Task data section start
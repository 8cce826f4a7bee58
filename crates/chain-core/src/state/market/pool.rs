//! Liquidity and credit pools (spec §4: "LiquidityPool — constant-product
//! AMM with LP shares", "CreditPool — collateralised lending pool with
//! utilisation-based borrow rate").
use chain_primitives::{Amount, ChainError, Component, ErrorCode, Id};
use chain_store::Table;
use serde::{Deserialize, Serialize};

use crate::state::asset_registry::AssetId;

pub type LiquidityPoolId = Id<LiquidityPool>;
pub type CreditPoolId = Id<CreditPool>;

#[derive(Debug, Clone, Serialize, Deserialize)]
pub struct LiquidityPool {
    pub id: LiquidityPoolId,
    pub asset_a: AssetId,
    pub balance_a: Amount,
    pub asset_b: AssetId,
    pub balance_b: Amount,
    pub total_shares: Amount,
    pub fee_bps: u32,
}

impl LiquidityPool {
    /// Constant-product invariant: `balance_a * balance_b` must never
    /// decrease across a swap (spec §4), ignoring the fee accrual which can
    /// only ever increase it.
    pub fn invariant(&self) -> Amount {
        self.balance_a.checked_mul(self.balance_b).unwrap_or(Amount::ZERO)
    }

    /// Output amount for swapping `amount_in` of `asset_a` for `asset_b`,
    /// net of `fee_bps`, using `x*y=k`.
    pub fn swap_a_for_b(&mut self, amount_in: Amount) -> Result<Amount, ChainError> {
        let fee = amount_in.checked_mul(Amount::from(i64::from(self.fee_bps))).and_then(|v| v.checked_div(Amount::from(10_000i64))).unwrap_or(Amount::ZERO);
        let amount_in_after_fee = amount_in.saturating_sub(fee);
        let new_balance_a = self.balance_a.checked_add(amount_in_after_fee).ok_or_else(|| overflow_err())?;
        let k = self.invariant();
        let new_balance_b = k.checked_div(new_balance_a).ok_or_else(|| overflow_err())?;
        if new_balance_b >= self.balance_b {
            return Err(chain_primitives::chain_error!(ErrorCode::OutOfRange, Component::MarketEngine, "swap would not decrease pool b balance"));
        }
        let amount_out = self.balance_b.saturating_sub(new_balance_b);
        self.balance_a = self.balance_a.checked_add(amount_in).ok_or_else(|| overflow_err())?;
        self.balance_b = new_balance_b;
        Ok(amount_out)
    }

    /// Mints LP shares proportional to the smaller of the two deposit
    /// ratios, following the teacher-adjacent "deposit matches existing
    /// ratio" convention used by constant-product pools generally.
    pub fn deposit(&mut self, amount_a: Amount, amount_b: Amount) -> Amount {
        if self.total_shares.is_zero() {
            self.balance_a = self.balance_a.saturating_add(amount_a);
            self.balance_b = self.balance_b.saturating_add(amount_b);
            let minted = amount_a.checked_mul(amount_b).and_then(|v| chain_primitives::isqrt_decimal(v)).unwrap_or(amount_a);
            self.total_shares = minted;
            return minted;
        }
        let share_a = amount_a.checked_mul(self.total_shares).and_then(|v| v.checked_div(self.balance_a)).unwrap_or(Amount::ZERO);
        let share_b = amount_b.checked_mul(self.total_shares).and_then(|v| v.checked_div(self.balance_b)).unwrap_or(Amount::ZERO);
        let minted = share_a.min(share_b);
        self.balance_a = self.balance_a.saturating_add(amount_a);
        self.balance_b = self.balance_b.saturating_add(amount_b);
        self.total_shares = self.total_shares.saturating_add(minted);
        minted
    }
}

fn overflow_err() -> ChainError {
    chain_primitives::chain_error!(ErrorCode::OutOfRange, Component::MarketEngine, "pool arithmetic overflowed")
}

/// Utilisation-based lending pool: `balance` is undeployed liquidity,
/// `borrowed` is currently out on [`crate::state::market::margin::MarginOrder`]s
/// against this pool (spec §4: "CreditPool").
#[derive(Debug, Clone, Serialize, Deserialize)]
pub struct CreditPool {
    pub id: CreditPoolId,
    pub asset: AssetId,
    pub balance: Amount,
    pub borrowed: Amount,
    pub total_shares: Amount,
    pub base_borrow_rate_bps: u32,
    pub max_borrow_rate_bps: u32,
}

impl CreditPool {
    pub fn utilisation_bps(&self) -> u32 {
        let total = self.balance.saturating_add(self.borrowed);
        if total.is_zero() {
            return 0;
        }
        self.borrowed
            .checked_mul(Amount::from(10_000i64))
            .and_then(|v| v.checked_div(total))
            .and_then(|v| rust_decimal::prelude::ToPrimitive::to_u32(&v.raw()))
            .unwrap_or(0)
    }

    /// Linear interpolation between `base_borrow_rate_bps` at 0%
    /// utilisation and `max_borrow_rate_bps` at 100% (spec §4).
    pub fn current_borrow_rate_bps(&self) -> u32 {
        let u = self.utilisation_bps().min(10_000);
        self.base_borrow_rate_bps + (self.max_borrow_rate_bps - self.base_borrow_rate_bps) * u / 10_000
    }
}

#[derive(Default)]
pub struct PoolBook {
    pub liquidity_pools: Table<LiquidityPoolId, LiquidityPool>,
    pub credit_pools: Table<CreditPoolId, CreditPool>,
    pub next_liquidity_id: chain_primitives::IdAllocator<LiquidityPool>,
    pub next_credit_id: chain_primitives::IdAllocator<CreditPool>,
}

impl chain_store::Transactional for PoolBook {
    fn begin_scope(&mut self) {
        self.liquidity_pools.begin_scope();
        self.credit_pools.begin_scope();
    }
    fn commit_scope(&mut self) {
        self.liquidity_pools.commit_scope();
        self.credit_pools.commit_scope();
    }
    fn abort_scope(&mut self) {
        self.liquidity_pools.abort_scope();
        self.credit_pools.abort_scope();
    }
}

impl PoolBook {
    pub fn create_liquidity_pool(&mut self, asset_a: AssetId, asset_b: AssetId, fee_bps: u32) -> LiquidityPoolId {
        let id = self.next_liquidity_id.allocate();
        self.liquidity_pools.insert(id, LiquidityPool { id, asset_a, balance_a: Amount::ZERO, asset_b, balance_b: Amount::ZERO, total_shares: Amount::ZERO, fee_bps });
        id
    }

    pub fn create_credit_pool(&mut self, asset: AssetId, base_borrow_rate_bps: u32, max_borrow_rate_bps: u32) -> CreditPoolId {
        let id = self.next_credit_id.allocate();
        self.credit_pools.insert(id, CreditPool { id, asset, balance: Amount::ZERO, borrowed: Amount::ZERO, total_shares: Amount::ZERO, base_borrow_rate_bps, max_borrow_rate_bps });
        id
    }

    pub fn borrow_from_credit_pool(&mut self, id: CreditPoolId, amount: Amount) -> Result<(), ChainError> {
        let pool = self.credit_pools.get(&id).ok_or_else(|| chain_primitives::chain_error!(ErrorCode::UnknownEntity, Component::MarketEngine, "no such credit pool {id}"))?;
        if pool.balance < amount {
            return Err(chain_primitives::chain_error!(ErrorCode::InsufficientBalance, Component::MarketEngine, "credit pool {id} has only {} undeployed", pool.balance));
        }
        self.credit_pools.modify(&id, |p| {
            p.balance = p.balance.saturating_sub(amount);
            p.borrowed = p.borrowed.saturating_add(amount);
        });
        Ok(())
    }
}

#[cfg(test)]
mod tests {
    use super::*;

    #[test]
    fn swap_increases_invariant_after_fee() {
        let mut pool = LiquidityPool { id: LiquidityPoolId::new(0), asset_a: AssetId::new(1), balance_a: Amount::from(1000i64), asset_b: AssetId::new(2), balance_b: Amount::from(1000i64), total_shares: Amount::from(1000i64), fee_bps: 30 };
        let before = pool.invariant();
        let out = pool.swap_a_for_b(Amount::from(100i64)).unwrap();
        assert!(out > Amount::ZERO);
        assert!(pool.invariant() >= before);
    }

    #[test]
    fn utilisation_and_rate_scale_with_borrowed_amount() {
        let pool = CreditPool { id: CreditPoolId::new(0), asset: AssetId::new(1), balance: Amount::from(500i64), borrowed: Amount::from(500i64), total_shares: Amount::ZERO, base_borrow_rate_bps: 200, max_borrow_rate_bps: 2_000 };
        assert_eq!(pool.utilisation_bps(), 5_000);
        assert_eq!(pool.current_borrow_rate_bps(), 1_100);
    }
}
Task data section end
(What you are asked to do)
Output only the lines from the one that contains "let before = pool.invariant();" through the last line of the data above, each restated exactly.

(Expected answer)
        let before = pool.invariant();
        let out = pool.swap_a_for_b(Amount::from(100i64)).unwrap();
        assert!(out > Amount::ZERO);
        assert!(pool.invariant() >= before);
    }

    #[test]
    fn utilisation_and_rate_scale_with_borrowed_amount() {
        let pool = CreditPool { id: CreditPoolId::new(0), asset: AssetId::new(1), balance: Amount::from(500i64), borrowed: Amount::from(500i64), total_shares: Amount::ZERO, base_borrow_rate_bps: 200, max_borrow_rate_bps: 2_000 };
        assert_eq!(pool.utilisation_bps(), 5_000);
        assert_eq!(pool.current_borrow_rate_bps(), 1_100);
    }
}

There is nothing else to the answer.